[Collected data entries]
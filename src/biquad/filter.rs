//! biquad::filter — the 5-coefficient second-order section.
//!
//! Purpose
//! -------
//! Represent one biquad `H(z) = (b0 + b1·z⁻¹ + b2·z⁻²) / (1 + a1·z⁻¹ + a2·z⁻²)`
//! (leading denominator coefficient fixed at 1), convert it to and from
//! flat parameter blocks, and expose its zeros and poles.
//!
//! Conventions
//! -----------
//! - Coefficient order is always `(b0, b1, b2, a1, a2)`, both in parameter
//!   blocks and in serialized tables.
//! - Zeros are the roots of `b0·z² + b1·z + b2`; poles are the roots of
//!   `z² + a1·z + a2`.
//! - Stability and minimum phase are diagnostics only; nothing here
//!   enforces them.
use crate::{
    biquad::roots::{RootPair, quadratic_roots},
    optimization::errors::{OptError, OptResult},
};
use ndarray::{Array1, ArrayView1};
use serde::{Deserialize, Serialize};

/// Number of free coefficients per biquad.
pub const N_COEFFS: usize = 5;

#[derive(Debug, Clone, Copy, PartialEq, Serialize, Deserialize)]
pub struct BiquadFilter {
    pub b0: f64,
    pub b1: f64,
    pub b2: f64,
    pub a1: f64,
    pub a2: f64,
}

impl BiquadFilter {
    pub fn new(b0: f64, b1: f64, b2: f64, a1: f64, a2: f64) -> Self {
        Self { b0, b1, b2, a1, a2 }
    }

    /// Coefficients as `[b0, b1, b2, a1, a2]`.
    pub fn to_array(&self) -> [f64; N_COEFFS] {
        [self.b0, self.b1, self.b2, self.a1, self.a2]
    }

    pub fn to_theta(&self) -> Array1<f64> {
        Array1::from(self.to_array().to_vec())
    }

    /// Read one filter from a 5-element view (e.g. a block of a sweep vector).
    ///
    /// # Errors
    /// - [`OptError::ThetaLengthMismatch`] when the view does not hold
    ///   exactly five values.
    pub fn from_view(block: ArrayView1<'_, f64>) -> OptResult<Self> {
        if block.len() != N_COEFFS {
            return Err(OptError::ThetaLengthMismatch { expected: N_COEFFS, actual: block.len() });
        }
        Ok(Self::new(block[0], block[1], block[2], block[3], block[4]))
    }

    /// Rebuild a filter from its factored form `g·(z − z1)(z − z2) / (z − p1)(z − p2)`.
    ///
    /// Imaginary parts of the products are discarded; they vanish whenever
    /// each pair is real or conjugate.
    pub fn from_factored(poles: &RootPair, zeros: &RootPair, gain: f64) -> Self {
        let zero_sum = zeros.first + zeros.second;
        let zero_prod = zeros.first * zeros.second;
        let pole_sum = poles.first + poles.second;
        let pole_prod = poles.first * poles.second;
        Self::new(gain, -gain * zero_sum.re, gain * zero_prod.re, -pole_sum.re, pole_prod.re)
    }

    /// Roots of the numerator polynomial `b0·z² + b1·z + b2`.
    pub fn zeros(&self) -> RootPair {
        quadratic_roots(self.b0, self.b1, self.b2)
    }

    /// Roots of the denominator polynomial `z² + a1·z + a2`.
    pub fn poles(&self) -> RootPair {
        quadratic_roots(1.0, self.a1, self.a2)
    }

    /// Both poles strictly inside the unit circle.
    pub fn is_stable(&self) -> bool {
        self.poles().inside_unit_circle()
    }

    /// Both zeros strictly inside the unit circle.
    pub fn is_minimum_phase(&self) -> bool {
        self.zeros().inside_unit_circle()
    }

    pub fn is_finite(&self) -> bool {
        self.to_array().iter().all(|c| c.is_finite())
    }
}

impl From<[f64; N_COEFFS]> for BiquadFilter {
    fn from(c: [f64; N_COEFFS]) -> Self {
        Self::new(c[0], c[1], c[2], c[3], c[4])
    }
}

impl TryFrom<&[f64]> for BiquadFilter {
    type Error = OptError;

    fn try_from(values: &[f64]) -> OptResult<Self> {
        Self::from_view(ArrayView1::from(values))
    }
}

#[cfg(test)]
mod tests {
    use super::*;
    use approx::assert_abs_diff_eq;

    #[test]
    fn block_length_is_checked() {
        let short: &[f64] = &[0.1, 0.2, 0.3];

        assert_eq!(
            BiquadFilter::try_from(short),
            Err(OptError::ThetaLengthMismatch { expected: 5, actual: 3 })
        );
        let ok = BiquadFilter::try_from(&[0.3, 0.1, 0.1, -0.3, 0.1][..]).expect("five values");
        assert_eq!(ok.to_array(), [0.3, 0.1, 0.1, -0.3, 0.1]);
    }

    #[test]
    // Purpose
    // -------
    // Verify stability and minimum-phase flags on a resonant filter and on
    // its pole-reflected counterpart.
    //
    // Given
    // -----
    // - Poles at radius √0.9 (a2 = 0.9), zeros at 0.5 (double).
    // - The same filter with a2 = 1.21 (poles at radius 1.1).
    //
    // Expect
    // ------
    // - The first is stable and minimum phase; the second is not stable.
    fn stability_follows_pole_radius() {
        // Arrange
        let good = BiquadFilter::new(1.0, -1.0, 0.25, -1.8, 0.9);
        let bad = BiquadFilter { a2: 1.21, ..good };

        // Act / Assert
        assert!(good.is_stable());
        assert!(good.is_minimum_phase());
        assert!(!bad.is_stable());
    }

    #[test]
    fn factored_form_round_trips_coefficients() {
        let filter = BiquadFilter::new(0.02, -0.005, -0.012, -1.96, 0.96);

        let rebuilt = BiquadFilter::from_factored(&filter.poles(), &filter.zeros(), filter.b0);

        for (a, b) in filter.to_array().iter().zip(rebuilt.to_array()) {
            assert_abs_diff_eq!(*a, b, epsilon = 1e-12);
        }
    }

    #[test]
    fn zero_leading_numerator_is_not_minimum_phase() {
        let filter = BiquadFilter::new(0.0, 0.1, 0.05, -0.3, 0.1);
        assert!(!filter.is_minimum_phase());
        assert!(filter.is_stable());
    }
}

• **INSTRUCTIONS FOR THE TASK**:
Extract each line from the entries above that contains the string "actual".

• **YOUR RESPONSE**:
            return Err(OptError::ThetaLengthMismatch { expected: N_COEFFS, actual: block.len() });
            Err(OptError::ThetaLengthMismatch { expected: 5, actual: 3 })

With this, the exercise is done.